▶ **Activity**: Start at the line below containing "one data event." and stop at the line containing "self.max_redirects = redirects;". Repeat every line of that stretch exactly, and nothing outside it.

▶ **Dataset excerpts**:
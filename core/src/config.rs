//! Session configuration.

use std::time::Duration;

/// Per-attempt timeout applied when a client does not ask for more.
pub const DEFAULT_REQUEST_TIMEOUT: Duration = Duration::from_secs(60);

/// Ceiling for a whole transfer, redirects and body included.
pub const DEFAULT_RESOURCE_TIMEOUT: Duration = Duration::from_secs(7 * 24 * 60 * 60);

/// Settings for a `SessionManager`.
///
/// The shared instance uses `SessionConfig::default()` unless
/// `SessionManager::configure` runs before first use.
#[derive(Debug, Clone, PartialEq, Eq)]
pub struct SessionConfig {
    pub request_timeout: Duration,
    pub resource_timeout: Duration,
    /// Upper bound on threads blocked in network I/O at once.
    pub max_io_threads: usize,
    /// Read buffer size; each filled buffer is forwarded as one data event.
    pub chunk_size: usize,
    pub max_redirects: u32,
    /// How long an I/O worker waits for a delegate's redirect decision.
    pub redirect_decision_timeout: Duration,
}

impl Default for SessionConfig {
    fn default() -> Self {
        Self {
            request_timeout: DEFAULT_REQUEST_TIMEOUT,
            resource_timeout: DEFAULT_RESOURCE_TIMEOUT,
            max_io_threads: 64,
            chunk_size: 16 * 1024,
            max_redirects: 16,
            redirect_decision_timeout: Duration::from_secs(30),
        }
    }
}

impl SessionConfig {
    pub fn request_timeout(mut self, timeout: Duration) -> Self {
        self.request_timeout = timeout;
        self
    }

    pub fn resource_timeout(mut self, timeout: Duration) -> Self {
        self.resource_timeout = timeout;
        self
    }

    pub fn max_io_threads(mut self, threads: usize) -> Self {
        self.max_io_threads = threads.max(1);
        self
    }

    pub fn chunk_size(mut self, bytes: usize) -> Self {
        self.chunk_size = bytes.max(1);
        self
    }

    pub fn max_redirects(mut self, redirects: u32) -> Self {
        self.max_redirects = redirects;
        self
    }

    pub fn redirect_decision_timeout(mut self, timeout: Duration) -> Self {
        self.redirect_decision_timeout = timeout;
        self
    }

    /// Effective per-attempt timeout for a client asking for `requested`.
    /// Requests can only raise the session default, never lower it.
    pub fn effective_request_timeout(&self, requested: Option<Duration>) -> Duration {
        match requested {
            Some(t) if t > self.request_timeout => t,
            _ => self.request_timeout,
        }
    }
}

▶ **Written response**:
    /// Read buffer size; each filled buffer is forwarded as one data event.
    pub chunk_size: usize,
    pub max_redirects: u32,
    /// How long an I/O worker waits for a delegate's redirect decision.
    pub redirect_decision_timeout: Duration,
}

impl Default for SessionConfig {
    fn default() -> Self {
        Self {
            request_timeout: DEFAULT_REQUEST_TIMEOUT,
            resource_timeout: DEFAULT_RESOURCE_TIMEOUT,
            max_io_threads: 64,
            chunk_size: 16 * 1024,
            max_redirects: 16,
            redirect_decision_timeout: Duration::from_secs(30),
        }
    }
}

impl SessionConfig {
    pub fn request_timeout(mut self, timeout: Duration) -> Self {
        self.request_timeout = timeout;
        self
    }

    pub fn resource_timeout(mut self, timeout: Duration) -> Self {
        self.resource_timeout = timeout;
        self
    }

    pub fn max_io_threads(mut self, threads: usize) -> Self {
        self.max_io_threads = threads.max(1);
        self
    }

    pub fn chunk_size(mut self, bytes: usize) -> Self {
        self.chunk_size = bytes.max(1);
        self
    }

    pub fn max_redirects(mut self, redirects: u32) -> Self {
        self.max_redirects = redirects;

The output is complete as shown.